Yeah, I've got an O1 nakiri that patinas quickly, but hardly reacts at all. Not at all like SK4.


----------



## Eamon Burke (Jun 7, 2011)

That is a cool pattern! Looks like flowers.

IME the patina gets dark FAST where the mustard is thinnest. You can create patterns by inverting the design, so to speak. Put a thick layer on, and then work quickly to rub down where you want it darker, and wait a few minutes. I did this with a parer recently to put some angled stripes on it, and it worked great.
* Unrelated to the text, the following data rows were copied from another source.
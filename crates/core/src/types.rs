//! Identifikationstypen fuer Zugang
//!
//! Newtypes ueber UUID v4, damit Benutzer- und Session-IDs zur
//! Compilezeit nicht verwechselt werden koennen. Serialisiert werden
//! sie als einfacher UUID-String.

use serde::{Deserialize, Serialize};
use uuid::Uuid;

macro_rules! uuid_id {
    ($(#[$meta:meta])* $name:ident) => {
        $(#[$meta])*
        #[derive(Debug, Clone, Copy, PartialEq, Eq, Hash, Serialize, Deserialize)]
        #[serde(transparent)]
        pub struct $name(pub Uuid);

        impl $name {
            /// Neue zufaellige ID
            pub fn new() -> Self {
                Self(Uuid::new_v4())
            }

            pub fn inner(&self) -> Uuid {
                self.0
            }
        }

        impl Default for $name {
            fn default() -> Self {
                Self::new()
            }
        }

        impl std::fmt::Display for $name {
            fn fmt(&self, f: &mut std::fmt::Formatter<'_>) -> std::fmt::Result {
                std::fmt::Display::fmt(&self.0, f)
            }
        }

        impl std::str::FromStr for $name {
            type Err = uuid::Error;

            fn from_str(s: &str) -> Result<Self, Self::Err> {
                Uuid::parse_str(s).map(Self)
            }
        }

        impl From<Uuid> for $name {
            fn from(id: Uuid) -> Self {
                Self(id)
            }
        }
    };
}

uuid_id!(
    /// Besitzer von Sessions; lebt laenger als jede seiner Sessions
    UserId
);

uuid_id!(
    /// Identitaet einer Session; bleibt ueber Rotationen hinweg gleich
    SessionId
);
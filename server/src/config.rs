//! Server-Konfiguration
//!
//! Wird beim Start aus einer TOML-Datei geladen und danach durch
//! Umgebungsvariablen ueberschrieben. Alle Felder haben sinnvolle
//! Standardwerte, sodass der Server ohne Konfigurationsdatei lauffaehig ist.

use std::{net::IpAddr, str::FromStr};

use anyhow::Context;
use serde::{Deserialize, Serialize};
use zugang_auth::{AuthKonfig, HashKonfig, PasswortRichtlinie, RateLimitKonfig};
use zugang_db::DatabaseConfig;

/// Nur fuer lokale Entwicklung; beim Start wird davor gewarnt
pub const ENTWICKLUNGS_SECRET: &str = "zugang-entwicklung-nicht-produktiv-verwenden";

/// Obergrenze fuer Token-Lebensdauern: zehn Jahre
pub const MAX_TTL_SEKUNDEN: i64 = 10 * 365 * 24 * 60 * 60;

/// Vollstaendige Server-Konfiguration
#[derive(Debug, Clone, Default, Serialize, Deserialize)]
#[serde(default)]
pub struct ServerConfig {
    /// Netzwerk-Einstellungen
    pub netzwerk: NetzwerkEinstellungen,
    /// Datenbank-Einstellungen
    pub datenbank: DatenbankEinstellungen,
    /// Redis fuer gemeinsame Rate-Limit-Zaehler (optional)
    pub redis: RedisEinstellungen,
    /// Tokens, Hashing und Passwort-Richtlinie
    pub auth: AuthEinstellungen,
    pub rate_limit: RateLimitEinstellungen,
    /// Logging-Einstellungen
    pub logging: LoggingEinstellungen,
}

/// Netzwerk-Einstellungen
#[derive(Debug, Clone, Serialize, Deserialize)]
#[serde(default)]
pub struct NetzwerkEinstellungen {
    pub bind_adresse: String,
    /// Port fuer die REST-API
    pub port: u16,
    /// Gegenstellen, deren `X-Forwarded-For` fuer die Client-IP gilt.
    /// Leer: es zaehlt immer die Adresse der Verbindung.
    pub vertrauenswuerdige_proxies: Vec<IpAddr>,
}

impl Default for NetzwerkEinstellungen {
    fn default() -> Self {
        Self {
            bind_adresse: "0.0.0.0".into(),
            port: 8080,
            vertrauenswuerdige_proxies: Vec::new(),
        }
    }
}

/// Datenbank-Einstellungen
#[derive(Debug, Clone, Serialize, Deserialize)]
#[serde(default)]
pub struct DatenbankEinstellungen {
    /// Verbindungs-URL
    pub url: String,
    /// Maximale Verbindungspool-Groesse
    pub max_verbindungen: u32,
    pub acquire_timeout_sek: u64,
}

impl Default for DatenbankEinstellungen {
    fn default() -> Self {
        Self {
            url: "sqlite://zugang.db".into(),
            max_verbindungen: 5,
            acquire_timeout_sek: 5,
        }
    }
}

/// Redis-Einstellungen; ohne URL zaehlt jeder Prozess fuer sich
#[derive(Debug, Clone, Default, Serialize, Deserialize)]
#[serde(default)]
pub struct RedisEinstellungen {
    pub url: Option<String>,
}

/// Auth-Einstellungen
#[derive(Clone, Serialize, Deserialize)]
#[serde(default)]
pub struct AuthEinstellungen {
    /// HMAC-Schluessel fuer Access-Tokens
    #[serde(skip_serializing)]
    pub jwt_secret: String,
    pub access_ttl_sek: i64,
    pub refresh_ttl_sek: i64,
    /// Argon2id-Iterationen
    pub hash_kosten: u32,
    pub hash_speicher_kib: u32,
    pub hash_parallelismus: u32,
    pub passwort_min_laenge: usize,
    pub passwort_grossbuchstabe: bool,
    pub passwort_kleinbuchstabe: bool,
    pub passwort_ziffer: bool,
    pub passwort_sonderzeichen: bool,
}

impl std::fmt::Debug for AuthEinstellungen {
    fn fmt(&self, f: &mut std::fmt::Formatter<'_>) -> std::fmt::Result {
        f.debug_struct("AuthEinstellungen")
            .field("jwt_secret", &"[verborgen]")
            .field("access_ttl_sek", &self.access_ttl_sek)
            .field("refresh_ttl_sek", &self.refresh_ttl_sek)
            .field("hash_kosten", &self.hash_kosten)
            .field("hash_speicher_kib", &self.hash_speicher_kib)
            .field("hash_parallelismus", &self.hash_parallelismus)
            .field("passwort_min_laenge", &self.passwort_min_laenge)
            .finish_non_exhaustive()
    }
}

impl Default for AuthEinstellungen {
    fn default() -> Self {
        let hash = HashKonfig::default();
        let richtlinie = PasswortRichtlinie::default();
        Self {
            jwt_secret: ENTWICKLUNGS_SECRET.into(),
            access_ttl_sek: zugang_auth::konfig::ACCESS_LEBENSDAUER_SEKUNDEN,
            refresh_ttl_sek: zugang_auth::konfig::REFRESH_LEBENSDAUER_SEKUNDEN,
            hash_kosten: hash.kosten,
            hash_speicher_kib: hash.speicher_kib,
            hash_parallelismus: hash.parallelismus,
            passwort_min_laenge: richtlinie.min_laenge,
            passwort_grossbuchstabe: richtlinie.grossbuchstabe,
            passwort_kleinbuchstabe: richtlinie.kleinbuchstabe,
            passwort_ziffer: richtlinie.ziffer,
            passwort_sonderzeichen: richtlinie.sonderzeichen,
        }
    }
}

/// Rate-Limit-Einstellungen
#[derive(Debug, Clone, Serialize, Deserialize)]
#[serde(default)]
pub struct RateLimitEinstellungen {
    pub anfragen_pro_fenster: u64,
    pub fenster_sek: u64,
}

impl Default for RateLimitEinstellungen {
    fn default() -> Self {
        Self {
            anfragen_pro_fenster: 100,
            fenster_sek: 60,
        }
    }
}

/// Logging-Einstellungen
#[derive(Debug, Clone, Serialize, Deserialize)]
#[serde(default)]
pub struct LoggingEinstellungen {
    /// Log-Level: "trace", "debug", "info", "warn", "error"
    pub level: String,
    /// Format: "json" oder "text"
    pub format: String,
}

impl Default for LoggingEinstellungen {
    fn default() -> Self {
        Self {
            level: "info".into(),
            format: "text".into(),
        }
    }
}

/// Liest eine Umgebungsvariable; ein nicht parsebarer Wert ist ein Fehler
fn umgebung<T>(name: &str) -> anyhow::Result<Option<T>>
where
    T: FromStr,
    T::Err: std::fmt::Display,
{
    match std::env::var(name) {
        Ok(wert) => wert
            .trim()
            .parse()
            .map(Some)
            .map_err(|e| anyhow::anyhow!("Umgebungsvariable {name}='{wert}' ungueltig: {e}")),
        Err(_) => Ok(None),
    }
}

/// Prueft eine Token-Lebensdauer in Sekunden auf (0, MAX_TTL_SEKUNDEN]
fn lebensdauer(feld: &str, sekunden: i64) -> anyhow::Result<chrono::Duration> {
    anyhow::ensure!(sekunden > 0, "{feld} muss positiv sein");
    anyhow::ensure!(
        sekunden <= MAX_TTL_SEKUNDEN,
        "{feld} darf hoechstens {MAX_TTL_SEKUNDEN} Sekunden betragen"
    );
    chrono::Duration::try_seconds(sekunden)
        .ok_or_else(|| anyhow::anyhow!("{feld} ausserhalb des darstellbaren Bereichs"))
}

impl ServerConfig {
    /// Laedt die Konfiguration aus einer TOML-Datei.
    /// Gibt die Standardkonfiguration zurueck wenn die Datei nicht existiert.
    pub fn laden(pfad: &str) -> anyhow::Result<Self> {
        match std::fs::read_to_string(pfad) {
            Ok(inhalt) => {
                let config: Self = toml::from_str(&inhalt)
                    .map_err(|e| anyhow::anyhow!("Konfigurationsfehler in '{pfad}': {e}"))?;
                Ok(config)
            }
            Err(e) if e.kind() == std::io::ErrorKind::NotFound => {
                tracing::warn!(
                    pfad = pfad,
                    "Konfigurationsdatei nicht gefunden, verwende Standardwerte"
                );
                Ok(Self::default())
            }
            Err(e) => Err(anyhow::anyhow!(
                "Konfigurationsdatei '{pfad}' nicht lesbar: {e}"
            )),
        }
    }

    /// Laedt die Datei und wendet danach die Umgebungsvariablen an
    pub fn laden_mit_umgebung(pfad: &str) -> anyhow::Result<Self> {
        let mut config = Self::laden(pfad)?;
        config.umgebung_anwenden()?;
        Ok(config)
    }

    /// Ueberschreibt Werte aus `ZUGANG_*`-Umgebungsvariablen
    pub fn umgebung_anwenden(&mut self) -> anyhow::Result<()> {
        if let Some(v) = umgebung::<String>("ZUGANG_JWT_SECRET")? {
            self.auth.jwt_secret = v;
        }
        if let Some(v) = umgebung("ZUGANG_ACCESS_TTL_SEK")? {
            self.auth.access_ttl_sek = v;
        }
        if let Some(v) = umgebung("ZUGANG_REFRESH_TTL_SEK")? {
            self.auth.refresh_ttl_sek = v;
        }
        if let Some(v) = umgebung("ZUGANG_HASH_KOSTEN")? {
            self.auth.hash_kosten = v;
        }
        if let Some(v) = umgebung("ZUGANG_RATE_LIMIT_PRO_FENSTER")? {
            self.rate_limit.anfragen_pro_fenster = v;
        }
        if let Some(v) = umgebung("ZUGANG_DATABASE_URL")? {
            self.datenbank.url = v;
        }
        if let Some(v) = umgebung::<String>("ZUGANG_REDIS_URL")? {
            self.redis.url = Some(v).filter(|u| !u.is_empty());
        }
        if let Some(v) = umgebung("ZUGANG_PORT")? {
            self.netzwerk.port = v;
        }
        if let Some(v) = umgebung::<String>("ZUGANG_TRUSTED_PROXIES")? {
            self.netzwerk.vertrauenswuerdige_proxies = v
                .split(',')
                .map(str::trim)
                .filter(|s| !s.is_empty())
                .map(|s| {
                    s.parse::<IpAddr>().map_err(|e| {
                        anyhow::anyhow!("ZUGANG_TRUSTED_PROXIES: '{s}' ist keine IP-Adresse: {e}")
                    })
                })
                .collect::<anyhow::Result<_>>()?;
        }
        if let Some(v) = umgebung("ZUGANG_LOG_LEVEL")? {
            self.logging.level = v;
        }
        if let Some(v) = umgebung("ZUGANG_LOG_FORMAT")? {
            self.logging.format = v;
        }
        Ok(())
    }

    /// Gibt die Bind-Adresse fuer die REST-API zurueck
    pub fn bind_adresse(&self) -> String {
        format!("{}:{}", self.netzwerk.bind_adresse, self.netzwerk.port)
    }

    pub fn datenbank_konfig(&self) -> DatabaseConfig {
        DatabaseConfig {
            url: self.datenbank.url.clone(),
            max_verbindungen: self.datenbank.max_verbindungen,
            acquire_timeout_sek: self.datenbank.acquire_timeout_sek,
            ..DatabaseConfig::default()
        }
    }

    /// Baut die Auth-Konfiguration; ein leerer Schluessel wird abgelehnt
    pub fn auth_konfig(&self) -> anyhow::Result<AuthKonfig> {
        let a = &self.auth;
        if a.jwt_secret.trim().is_empty() {
            anyhow::bail!("auth.jwt_secret darf nicht leer sein");
        }
        let mut konfig = AuthKonfig::neu(a.jwt_secret.clone());
        konfig.access_lebensdauer = lebensdauer("auth.access_ttl_sek", a.access_ttl_sek)?;
        konfig.refresh_lebensdauer = lebensdauer("auth.refresh_ttl_sek", a.refresh_ttl_sek)?;
        konfig.hash = HashKonfig {
            kosten: a.hash_kosten,
            speicher_kib: a.hash_speicher_kib,
            parallelismus: a.hash_parallelismus,
        };
        konfig.passwort_richtlinie = PasswortRichtlinie {
            min_laenge: a.passwort_min_laenge,
            grossbuchstabe: a.passwort_grossbuchstabe,
            kleinbuchstabe: a.passwort_kleinbuchstabe,
            ziffer: a.passwort_ziffer,
            sonderzeichen: a.passwort_sonderzeichen,
        };
        Ok(konfig)
    }

    pub fn rate_limit_konfig(&self) -> anyhow::Result<RateLimitKonfig> {
        anyhow::ensure!(
            self.rate_limit.fenster_sek > 0,
            "rate_limit.fenster_sek muss positiv sein"
        );
        Ok(RateLimitKonfig {
            anfragen_pro_fenster: self.rate_limit.anfragen_pro_fenster,
            fenster: std::time::Duration::from_secs(self.rate_limit.fenster_sek),
        })
    }

    /// Prueft alle abgeleiteten Konfigurationen, bevor etwas gestartet wird
    ///
    /// Warnt einmalig vor dem Entwicklungs-Schluessel.
    pub fn validieren(&self) -> anyhow::Result<()> {
        self.auth_konfig().context("Auth-Konfiguration")?;
        self.rate_limit_konfig().context("Rate-Limit-Konfiguration")?;
        self.bind_adresse()
            .parse::<std::net::SocketAddr>()
            .with_context(|| format!("Ungueltige Bind-Adresse '{}'", self.bind_adresse()))?;
        if self.auth.jwt_secret == ENTWICKLUNGS_SECRET {
            tracing::warn!("Entwicklungs-Schluessel fuer Access-Tokens aktiv, ZUGANG_JWT_SECRET setzen");
        }
        Ok(())
    }
}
Plus I love the smell of mustard.


----------



## Mike Davis (Jun 8, 2011)

That looks cool! i am going to do my first mustard finish here soon...good to see a finished product with it.


----------



## Marko Tsourkan (Jun 19, 2011)

Mike Davis said:


> That looks cool! i am going to do my first mustard finish here soon...good to see a finished product with it.


 
I wonder if there is a way to make more controlled impressions. Now that I work with 52100, I will have to play with it a bit. 

M


----------



## Lefty (Jun 21, 2011)

If you really wanted to make something exact, you could always make a stencil out of good masking tape. If it's pressed down really well, and you have a really fine scratch pattern in your blade, I don't see the mustard bleeding through. You could warm the blade up, do mustard for the grey/brown colour, let it sit. Clean it off and set it with mineral oil for a day or so. Follow that up with a nice red meat patina, set in between your mustard pattern and you'd get a great blue and grayish, interwoven look to the blade.


----------



## SpikeC (Jun 21, 2011)

Hey, Lefty, do a demo for us!


----------



## Salty dog (Jun 21, 2011)

rubber cement is kinda fun.


----------



## Lefty (Jun 22, 2011)

Good idea, Spike.
I'll clean up my FKH petty and work something out. I'll be working for the next two days and then out of town until Sunday...I'll try to get something done in the next week.


----------